Ci sono voluti quattro lunghi anni e mezzo, due e mezzo passati ad assistere h24 il loro unico figlio ridotto in stato vegetativo poco più che maggiorenne, altri due a piangerne la scomparsa, ma ora, finalmente, i genitori di Andrea Ferrazzo potranno ottenere almeno un po’ di giustizia per il loro sfortunato ragazzo. Al termine delle indagini preliminari sul tragico indicente di cui il giovane di Musile di Piave è rimasto vittima, il Pubblico Ministero della Procura di Venezia dott. Roberto Terzo, titolare del procedimento penale prima per lesioni personali stradali gravissime e poi, dopo la sua morte, diventato per omicidio stradale, ha chiesto il rinvio a giudizio per l’automobilista che lo ha investito mentre andava al lavoro in bicicletta: R. B., oggi 84 anni, anch’egli di Musile. Riscontrando la richiesta, il Gip del tribunale, dott.ssa Claudia Gualtieri, ha fissato l’udienza preliminare del processo al 18 maggio 2022, alle 10, nella cittadella della Giustizia di Piazzale Roma. 

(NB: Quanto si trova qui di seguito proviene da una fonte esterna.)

//! Score recorded quiz answers.

use std::path::PathBuf;

use anyhow::Result;
use clap::Parser;
use serde::Serialize;
use typology_content::{AnswersLoader, QuizBankLoader};
use typology_core::{
    Character, QuizBank, QuizResults, QuizSession, QuizState, QuizStrategy, generate_character,
    score_quiz,
};

use super::Context;

/// Parses `--strategy` through [`QuizStrategy`]'s own names.
pub(super) fn parse_strategy(value: &str) -> Result<QuizStrategy, String> {
    value.parse().map_err(|_| {
        let names: Vec<String> = QuizStrategy::all().iter().map(ToString::to_string).collect();
        format!("unknown strategy `{value}`, expected one of: {}", names.join(", "))
    })
}

/// Load the bank from `path`, or the configured bank for `strategy`.
pub(super) fn resolve_bank(
    ctx: &Context,
    path: Option<&std::path::Path>,
    strategy: QuizStrategy,
) -> Result<QuizBank> {
    match path {
        Some(path) => QuizBankLoader::load_for(path, strategy),
        None => ctx.factory.load_bank(strategy),
    }
}

/// Score a file of quiz answers
#[derive(Parser)]
pub struct Quiz {
    /// Answers file (TOML)
    #[arg(value_name = "ANSWERS")]
    answers: PathBuf,

    /// Scoring strategy
    #[arg(short, long, value_parser = parse_strategy)]
    strategy: Option<QuizStrategy>,

    /// Custom question bank (RON) instead of the configured one
    #[arg(short, long, value_name = "FILE")]
    bank: Option<PathBuf>,

    /// Score even when some questions are unanswered
    #[arg(long)]
    partial: bool,

    /// Also generate the character for the inferred selection
    #[arg(short, long)]
    generate: bool,
}

#[derive(Serialize)]
struct QuizOutput {
    answered: usize,
    total: usize,
    results: QuizResults,
    #[serde(skip_serializing_if = "Option::is_none")]
    fingerprint: Option<String>,
    #[serde(skip_serializing_if = "Option::is_none")]
    character: Option<Character>,
}

impl Quiz {
    pub fn execute(self, ctx: &Context) -> Result<()> {
        let strategy = ctx.strategy(self.strategy);
        let bank = resolve_bank(ctx, self.bank.as_deref(), strategy)?;
        let answers = AnswersLoader::load_for(&self.answers, &bank)?;

        let mut session = QuizSession::new(bank)?;
        for answer in answers.iter() {
            session.answer(&answer.question_id, answer.option_index)?;
        }
        let (answered, total) = session.progress();

        let results = if self.partial && session.state() == QuizState::InProgress {
            tracing::warn!(answered, total, "scoring an incomplete quiz");
            score_quiz(session.bank(), session.answers())
        } else {
            session.compute_results()?.clone()
        };

        let (fingerprint, character) = if self.generate {
            let input = results.to_generator_input();
            let character = generate_character(&input)?;
            (Some(hex::encode(input.fingerprint())), Some(character))
        } else {
            (None, None)
        };

        ctx.emit(&QuizOutput {
            answered,
            total,
            results,
            fingerprint,
            character,
        })
    }
}
//! Per-axis stat multipliers.
//!
//! Multipliers are stored as integer percentages (e.g., 120 = ×1.2) so every
//! computation is integer-only and reproducible across platforms:
//!
//! ```text
//! result = floor(value × percent / 100)
//! ```

use super::block::{StatAxis, StatBlock};
use crate::config::EngineConfig;

/// Multiplier percentages for each stat axis.
#[derive(Clone, Copy, Debug, PartialEq, Eq, Hash)]
#[cfg_attr(feature = "serde", derive(serde::Serialize, serde::Deserialize))]
pub struct StatMultipliers {
    percents: [i32; StatAxis::COUNT],
}

impl StatMultipliers {
    /// Multipliers that leave every axis unchanged.
    pub const NEUTRAL: Self = Self {
        percents: [EngineConfig::NEUTRAL_MULTIPLIER; StatAxis::COUNT],
    };

    /// Creates multipliers from percentages in axis order
    /// (willpower, intelligence, spirit, vitality).
    pub const fn from_percents(
        willpower: i32,
        intelligence: i32,
        spirit: i32,
        vitality: i32,
    ) -> Self {
        Self {
            percents: [willpower, intelligence, spirit, vitality],
        }
    }

    /// Percentage for an axis (100 = unchanged).
    #[inline]
    pub const fn percent(&self, axis: StatAxis) -> i32 {
        self.percents[axis.as_index()]
    }

    #[inline]
    pub const fn percents(&self) -> &[i32; StatAxis::COUNT] {
        &self.percents
    }

    /// Applies the multiplier for `axis` to a value.
    ///
    /// Integer floor division keeps the result identical on every platform.
    #[inline]
    pub const fn apply(&self, axis: StatAxis, value: i32) -> i32 {
        (value * self.percent(axis)).div_euclid(100)
    }

    /// Applies every multiplier to a block (no clamping).
    pub fn apply_block(&self, block: &StatBlock) -> StatBlock {
        StatBlock::from_fn(|axis| self.apply(axis, block.get(axis)))
    }

    /// Returns true if no axis is modified.
    pub fn is_neutral(&self) -> bool {
        *self == Self::NEUTRAL
    }

    /// Weighted integer average of several multiplier sets.
    ///
    /// Formula: `percent[axis] = Σ(weight × percent) / Σ(weight)` (floor).
    /// Returns [`StatMultipliers::NEUTRAL`] when the weights sum to zero.
    pub fn weighted_average<'a>(
        parts: impl IntoIterator<Item = (i32, &'a StatMultipliers)>,
    ) -> Self {
        let mut sums = [0i32; StatAxis::COUNT];
        let mut total_weight = 0;

        for (weight, multipliers) in parts {
            total_weight += weight;
            for axis in StatAxis::all() {
                sums[axis.as_index()] += weight * multipliers.percent(axis);
            }
        }

        if total_weight == 0 {
            return Self::NEUTRAL;
        }

        Self {
            percents: sums.map(|sum| sum.div_euclid(total_weight)),
        }
    }
}

impl Default for StatMultipliers {
    fn default() -> Self {
        Self::NEUTRAL
    }
}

Andrea era un ragazzo pieno di vita e amici e con la testa sulle spalle: lavorava già come operaio metalmeccanico alla Metacom di Musile. Il 23 novembre 2017 l’allora diciannovenne alle 6.50 si stava recando come ogni mattina al lavoro con la sua mountain-bike e percorreva la Provinciale 50 da Musile verso Fossalta di Piave, in quel tratto via Argine San Marco Superiore. Giunto all’intersezione con via Cavour, dove si trova la fabbrica, ha girato a sinistra ma è stato travolto dalla Skoda Felicia dell’imputato, che sopraggiungeva dietro di lui, nella stessa direzione. Un impatto terribile: il giovane è stato caricato sul cofano, ha sfondato il parabrezza ed è volato a svariati metri di distanza, rovinando esanime sull’asfalto e riportando lesioni gravissime, trauma cranico, emorragia ed edema cerebrale diffuso, fratture vertebrali. E’ stato trasportato in condizioni disperate e in coma all’ospedale di San Donà e subito trasferito nella Rianimazione dell’Angelo di Mestre, dov’è rimasto fino al primo dicembre 2017, sempre in lotta tra la vita e la morte. Quindi, è stato ricondotto nel reparto di Terapia Intensiva del nosocomio di San Donà e poi è passato in quello del Ca’ Foncello di Treviso. E’ riuscito a sopravvivere ma a un prezzo altissimo e con una diagnosi impietosa e senz’appello conseguente al gravissimo trauma cranio-encefalico e vertebro-midollare dorsale riportato: stato vegetativo persistente. E’ rimasto in stato di incoscienza, senza alcuna risposta agli stimoli acustici e dolorosi, e per di più in un quadro di tetraplegia spastica e permanente insufficienza respiratoria: invalido totale e bisognoso di assistenza h24. 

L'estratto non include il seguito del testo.